Three-dimensional printing of Fe-containing mesoporous calcium-silicate / poly(3-hydroxybutyrate-co-3-hydroxyhexanoate) composite scaffolds
10.3969/j.issn.2095-4344.2017.14.002
- VernacularTitle:三维打印制备掺铁介孔硅酸钙/3-羟基丁酸-3-羟基己酸共聚酯复合支架
- Author:
Xu ZHANG
;
Lianghao WU
;
Dejian LI
;
Rongguang AO
;
Fancheng CHEN
;
Baoqing YU
- From:
Chinese Journal of Tissue Engineering Research
2017;21(14):2140-2146
- CountryChina
- Language:Chinese
-
Abstract:
BACKGROUND: Three-dimensional (3D) printing technique has showed unparalleled advantages in the field of tissue engineering scaffold preparation because of its outstanding merits of convenience, efficiency, controllability and ability to construct complex shapes.OBJECTIVE: To fabricate Fe-containing mesoporous calcium-silicate (MCS) /poly (3-hydroxybutyrate-co-3-hydroxyhexanoate) (PHBHHx) composite scaffolds using the 3D printing technique and to test the characterization and cellular biocompatibility of the composite scaffolds.METHODS: Four groups of Fe-containing MCS/PHBHHx composite scaffolds were fabricated using 3D printing technique.
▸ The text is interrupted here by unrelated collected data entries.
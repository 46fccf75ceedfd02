//! 文件协议命令集合。
//!
//! 入站信封在边界处一次性解码为 [`Command`]，之后只做穷尽匹配。

use thiserror::Error;

use crate::envelope::Envelope;

/// 操作码常量。
pub mod operation {
    pub const PATH_EACH: &str = "path_each";
    pub const PATH_SEARCH: &str = "path_search";
    pub const PATH_CREATE: &str = "path_create";
    pub const PATH_DELETE: &str = "path_delete";
    pub const PATH_END: &str = "path_end";
    pub const FILE_OPEN: &str = "file_open";
    pub const FILE_SAVE: &str = "file_save";
    pub const FILE_END: &str = "file_end";
    pub const FILE_READ_LINE: &str = "file_read_line";
    pub const FILE_WRITE_LINE: &str = "file_write_line";
}

/// `value` 中约定的字段名。
pub mod field {
    pub const PATH: &str = "path";
    pub const COND: &str = "cond";
    pub const VALUE: &str = "value";
    pub const LINE_NUM: &str = "lineNum";
}

/// 命令解析错误。
#[derive(Debug, Clone, Error, PartialEq, Eq)]
pub enum CommandError {
    #[error("Unknown message type")]
    UnknownOperation(String),

    #[error("Missing required field: {field}")]
    MissingField {
        operation: &'static str,
        field: &'static str,
    },
}

impl CommandError {
    /// 错误响应使用的操作标签。
    pub fn operation(&self) -> &str {
        match self {
            Self::UnknownOperation(operation) => operation,
            Self::MissingField { operation, .. } => operation,
        }
    }
}

/// 客户端可发起的命令。
#[derive(Debug, Clone, PartialEq, Eq)]
pub enum Command {
    /// 列出根目录下的全部文件。
    PathEach,
    /// 按正则匹配完整路径。
    PathSearch { cond: String },
    /// 创建文件或目录。
    PathCreate { path: String },
    /// 软删除（重命名为 `.bk`）。
    PathDelete { path: String },
    /// 清空目录索引。
    PathEnd,
    /// 打开文件并载入行表。
    FileOpen { path: String },
    /// 保存行表到文件。
    FileSave,
    /// 关闭当前文件。
    FileEnd,
    /// 读取一行。
    FileReadLine { line: String },
    /// 写入一行。
    FileWriteLine { line: String, text: String },
}

impl Command {
    /// 从入站信封解析命令。
    ///
    /// `path` 缺省时按空字符串处理，由具体能力拒绝为非法路径。
    pub fn from_envelope(envelope: &Envelope) -> Result<Self, CommandError> {
        let path = || envelope.field(field::PATH).unwrap_or_default().to_string();
        let required = |operation: &'static str, name: &'static str| {
            envelope
                .field(name)
                .map(str::to_string)
                .ok_or(CommandError::MissingField {
                    operation,
                    field: name,
                })
        };

        let command = match envelope.message.as_str() {
            operation::PATH_EACH => Self::PathEach,
            operation::PATH_SEARCH => Self::PathSearch {
                cond: required(operation::PATH_SEARCH, field::COND)?,
            },
            operation::PATH_CREATE => Self::PathCreate { path: path() },
            operation::PATH_DELETE => Self::PathDelete { path: path() },
            operation::PATH_END => Self::PathEnd,
            operation::FILE_OPEN => Self::FileOpen { path: path() },
            operation::FILE_SAVE => Self::FileSave,
            operation::FILE_END => Self::FileEnd,
            operation::FILE_READ_LINE => Self::FileReadLine {
                line: required(operation::FILE_READ_LINE, field::LINE_NUM)?,
            },
            operation::FILE_WRITE_LINE => Self::FileWriteLine {
                line: required(operation::FILE_WRITE_LINE, field::LINE_NUM)?,
                text: required(operation::FILE_WRITE_LINE, field::VALUE)?,
            },
            other => return Err(CommandError::UnknownOperation(other.to_string())),
        };

        Ok(command)
    }

    /// 命令对应的操作码。
    pub fn operation(&self) -> &'static str {
        match self {
            Self::PathEach => operation::PATH_EACH,
            Self::PathSearch { .. } => operation::PATH_SEARCH,
            Self::PathCreate { .. } => operation::PATH_CREATE,
            Self::PathDelete { .. } => operation::PATH_DELETE,
            Self::PathEnd => operation::PATH_END,
            Self::FileOpen { .. } => operation::FILE_OPEN,
            Self::FileSave => operation::FILE_SAVE,
            Self::FileEnd => operation::FILE_END,
            Self::FileReadLine { .. } => operation::FILE_READ_LINE,
            Self::FileWriteLine { .. } => operation::FILE_WRITE_LINE,
        }
    }
}

#[cfg(test)]
mod tests {
    use super::*;
    use crate::envelope::Payload;

    fn request(message: &str, fields: &[(&str, &str)]) -> Envelope {
        let value: Payload = fields
            .iter()
            .map(|(k, v)| (k.to_string(), v.to_string()))
            .collect();
        Envelope::request(message, value)
    }

    #[test]
    fn parses_fieldless_commands() {
        for (message, expected) in [
            ("path_each", Command::PathEach),
            ("path_end", Command::PathEnd),
            ("file_save", Command::FileSave),
            ("file_end", Command::FileEnd),
        ] {
            let command = Command::from_envelope(&request(message, &[])).expect("known command");
            assert_eq!(command, expected);
            assert_eq!(command.operation(), message);
        }
    }

    #[test]
    fn parses_commands_with_fields() {
        let command = Command::from_envelope(&request("file_write_line", &[
            ("lineNum", "2"),
            ("value", "B"),
        ]))
        .expect("write line parses");
        assert_eq!(command, Command::FileWriteLine {
            line: "2".to_string(),
            text: "B".to_string(),
        });

        let command = Command::from_envelope(&request("path_search", &[("cond", ".*\\.txt")]))
            .expect("search parses");
        assert_eq!(command, Command::PathSearch {
            cond: ".*\\.txt".to_string(),
        });
    }

    #[test]
    fn missing_path_becomes_empty() {
        let command = Command::from_envelope(&request("file_open", &[])).expect("open parses");
        assert_eq!(command, Command::FileOpen {
            path: String::new(),
        });
    }

    #[test]
    fn missing_required_field_is_reported() {
        let err = Command::from_envelope(&request("file_write_line", &[("lineNum", "1")]))
            .expect_err("value is required");
        assert_eq!(err, CommandError::MissingField {
            operation: "file_write_line",
            field: "value",
        });
        assert_eq!(err.operation(), "file_write_line");
    }

    #[test]
    fn unknown_operation_keeps_received_tag() {
        let err = Command::from_envelope(&request("file_rename", &[])).expect_err("unknown");
        assert_eq!(err.operation(), "file_rename");
        assert_eq!(err.to_string(), "Unknown message type");
    }
}
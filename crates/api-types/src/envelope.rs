//! 消息信封：请求与响应共用的线上格式。
//!
//! 每一帧都是一个 JSON 对象：
//! `{"type": "success"|"error", "key": "utf-8", "message": "...", "value": {...}|null}`。

use std::collections::BTreeMap;

use serde::de::{self, Deserializer};
use serde::{Deserialize, Serialize};
use serde_json::Value;
use thiserror::Error;

/// 所有响应携带的文本编码标识。
pub const ENCODING: &str = "utf-8";

/// 错误响应中原因字段的键名。
pub const REASON_KEY: &str = "reason";

/// 序列化失败时返回的兜底帧。
const FALLBACK_ERROR_FRAME: &str =
    r#"{"type":"error","key":"utf-8","message":"encode_error","value":{"reason":"Failed to encode response"}}"#;

/// 信封附带的字符串键值表。
pub type Payload = BTreeMap<String, String>;

/// 信封解码错误。
#[derive(Debug, Error)]
#[error("malformed message: {0}")]
pub struct DecodeError(#[from] serde_json::Error);

/// 信封类别。
#[derive(Debug, Clone, Copy, PartialEq, Eq, Default, Serialize)]
#[serde(rename_all = "snake_case")]
pub enum EnvelopeType {
    /// 成功响应。
    Success,
    /// 错误响应。
    Error,
    /// 客户端请求（客户端发送的任意其他类别，如 `"files"`）。
    #[default]
    Request,
}

impl<'de> Deserialize<'de> for EnvelopeType {
    fn deserialize<D>(deserializer: D) -> Result<Self, D::Error>
    where
        D: Deserializer<'de>,
    {
        let raw = Option::<String>::deserialize(deserializer)?;
        Ok(match raw.as_deref() {
            Some("success") => Self::Success,
            Some("error") => Self::Error,
            _ => Self::Request,
        })
    }
}

/// 统一的消息信封，请求与响应使用相同结构。
#[derive(Debug, Clone, PartialEq, Eq, Serialize, Deserialize)]
pub struct Envelope {
    /// 成功 / 错误判别字段。
    #[serde(rename = "type", default)]
    pub kind: EnvelopeType,
    /// 编码标识。
    #[serde(default)]
    pub key: String,
    /// 请求中为操作码，响应中为操作标签或说明文本。
    pub message: String,
    /// 附带的值，可为空。
    #[serde(default, deserialize_with = "deserialize_payload")]
    pub value: Option<Payload>,
}

impl Envelope {
    /// 构造成功响应。
    pub fn success(message: impl Into<String>, value: Option<Payload>) -> Self {
        Self {
            kind: EnvelopeType::Success,
            key: ENCODING.to_string(),
            message: message.into(),
            value,
        }
    }

    /// 构造错误响应，`value` 仅包含 `reason`。
    pub fn error(message: impl Into<String>, reason: impl Into<String>) -> Self {
        Self {
            kind: EnvelopeType::Error,
            key: ENCODING.to_string(),
            message: message.into(),
            value: Some(Payload::from([(REASON_KEY.to_string(), reason.into())])),
        }
    }

    /// 构造客户端请求。
    pub fn request(message: impl Into<String>, value: Payload) -> Self {
        Self {
            kind: EnvelopeType::Request,
            key: String::new(),
            message: message.into(),
            value: Some(value),
        }
    }

    /// 从线上文本解码。
    pub fn decode(text: &str) -> Result<Self, DecodeError> {
        Ok(serde_json::from_str(text)?)
    }

    /// 编码为线上文本。
    pub fn encode(&self) -> String {
        serde_json::to_string(self).unwrap_or_else(|_| FALLBACK_ERROR_FRAME.to_string())
    }

    pub fn is_success(&self) -> bool {
        self.kind == EnvelopeType::Success
    }

    pub fn is_error(&self) -> bool {
        self.kind == EnvelopeType::Error
    }

    /// 读取 `value` 中的某个字段。
    pub fn field(&self, name: &str) -> Option<&str> {
        self.value
            .as_ref()
            .and_then(|value| value.get(name))
            .map(String::as_str)
    }

    /// 错误响应的原因文本。
    pub fn reason(&self) -> Option<&str> {
        self.field(REASON_KEY)
    }
}

/// 直接生成错误响应文本。
pub fn encode_error(operation: &str, reason: &str) -> String {
    Envelope::error(operation, reason).encode()
}

// 数字与布尔值按 JSON 文本转为字符串，null 视为缺省。
fn deserialize_payload<'de, D>(deserializer: D) -> Result<Option<Payload>, D::Error>
where
    D: Deserializer<'de>,
{
    let raw = Option::<BTreeMap<String, Value>>::deserialize(deserializer)?;
    raw.map(|entries| {
        entries
            .into_iter()
            .filter_map(|(name, value)| match value {
                Value::Null => None,
                Value::String(text) => Some(Ok((name, text))),
                Value::Bool(flag) => Some(Ok((name, flag.to_string()))),
                Value::Number(number) => Some(Ok((name, number.to_string()))),
                Value::Array(_) | Value::Object(_) => Some(Err(de::Error::custom(format!(
                    "value field `{name}` must be a scalar"
                )))),
            })
            .collect::<Result<Payload, D::Error>>()
    })
    .transpose()
}

#[cfg(test)]
mod tests {
    use super::*;

    #[test]
    fn success_frame_has_canonical_shape() {
        let value = Payload::from([("1".to_string(), "a".to_string())]);
        let json = Envelope::success("file_open", Some(value)).encode();
        let parsed: Value = serde_json::from_str(&json).expect("encoded frame is JSON");

        assert_eq!(parsed["type"], "success");
        assert_eq!(parsed["key"], ENCODING);
        assert_eq!(parsed["message"], "file_open");
        assert_eq!(parsed["value"]["1"], "a");
    }

    #[test]
    fn success_without_payload_encodes_null_value() {
        let json = Envelope::success("file_save", None).encode();
        let parsed: Value = serde_json::from_str(&json).expect("encoded frame is JSON");
        assert!(parsed["value"].is_null());
    }

    #[test]
    fn error_frame_carries_only_reason() {
        let json = encode_error("path_delete", "Delete error");
        let decoded = Envelope::decode(&json).expect("error frame decodes");

        assert!(decoded.is_error());
        assert_eq!(decoded.message, "path_delete");
        assert_eq!(decoded.reason(), Some("Delete error"));
        assert_eq!(decoded.value.as_ref().map(Payload::len), Some(1));
    }

    #[test]
    fn decode_accepts_browser_request() {
        let raw = r#"{"type":"files","key":"","message":"file_open","value":{"path":"/tmp/a.txt"}}"#;
        let decoded = Envelope::decode(raw).expect("request decodes");

        assert_eq!(decoded.kind, EnvelopeType::Request);
        assert_eq!(decoded.message, "file_open");
        assert_eq!(decoded.field("path"), Some("/tmp/a.txt"));
    }

    #[test]
    fn decode_tolerates_unknown_fields_and_missing_value() {
        let decoded = Envelope::decode(r#"{"message":"path_each","extra":42}"#)
            .expect("unknown fields are ignored");
        assert_eq!(decoded.kind, EnvelopeType::Request);
        assert!(decoded.value.is_none());

        let decoded =
            Envelope::decode(r#"{"message":"path_each","value":null}"#).expect("null value");
        assert!(decoded.value.is_none());
    }

    #[test]
    fn decode_stringifies_scalar_values() {
        let raw = r#"{"message":"file_read_line","value":{"lineNum":3,"flag":true,"gone":null}}"#;
        let decoded = Envelope::decode(raw).expect("scalars decode");

        assert_eq!(decoded.field("lineNum"), Some("3"));
        assert_eq!(decoded.field("flag"), Some("true"));
        assert_eq!(decoded.field("gone"), None);
    }

    #[test]
    fn decode_rejects_malformed_frames() {
        assert!(Envelope::decode("not json").is_err());
        assert!(Envelope::decode(r#"{"type":"files"}"#).is_err());
        assert!(Envelope::decode(r#"{"message":"x","value":{"nested":{"a":1}}}"#).is_err());
        assert!(Envelope::decode(r#"{"message":"x","value":"text"}"#).is_err());
    }
}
The molar percentage of Fe in these four groups was 0%, 5%, 10%, 15%, respectively and they were marked as 0Fe-MCS/PHBHHx, 5Fe-MCS/PHBHHx, 10Fe-MCS/PHBHHx and 15Fe-MCS/PHBHHx. The scanning electron microscopy was used to observe the microstructure of the scaffolds after being soaked in the simulated body fluid.Osteoblast cell lines MC3T3-E1 were seeded on these four groups of scaffolds as well. Cell counting kit-8 method was adopted to test the cell proliferation at 1, 3, 7 days of culture. Intracellular alkaline phosphatase activity was tested at 7 and 14 days of culture.RESULTS AND CONCLUSION: (1) Compared with the scaffolds with no soaking process, spherical particles were formed on the scaffolds because of mineralization after soaking 3 days in the simulated body fluid. (2) At 1 day of culture,there was no difference in cell proliferation among the four groups. At 3 days of culture, the proliferation rate of the 15Fe-MCS/PHBHHx scaffold was remarkably higher than that of the rest three groups (P < 0.05). At 7 days of culture,the proliferation rate was significantly higher in the 10Fe-MCS/PHBHH and 15Fe-MCS/PHBHHx scaffolds than the 0Fe-MCS/PHBHH scaffold (P < 0.05), as well as significantly higher in the 15Fe-MCS/PHBHHx scaffold than the 10Fe-MCS/PHBHH scaffold (P < 0.05). (3) At 7 days of culture, no difference in alkaline phosphatase activity could be found among these four groups of scaffolds; however, at 14 days, the 5Fe-MCS/PHBHHx, 10Fe-MCS/PHBHHx and 15Fe-MCS/PHBHHx scaffolds exhibited an enhanced alkaline phosphatase activity compared with the 0Fe-MCS/PHBHHx scaffold. Meanwhile, the 15Fe-MCS/PHBHHx showed the highest alkaline phosphatase activity.These findings indicate that the MCS/PHBHH scaffolds containing Fe could promote the proliferation and osteogenic differentiation of the MC3T3-E1 cells.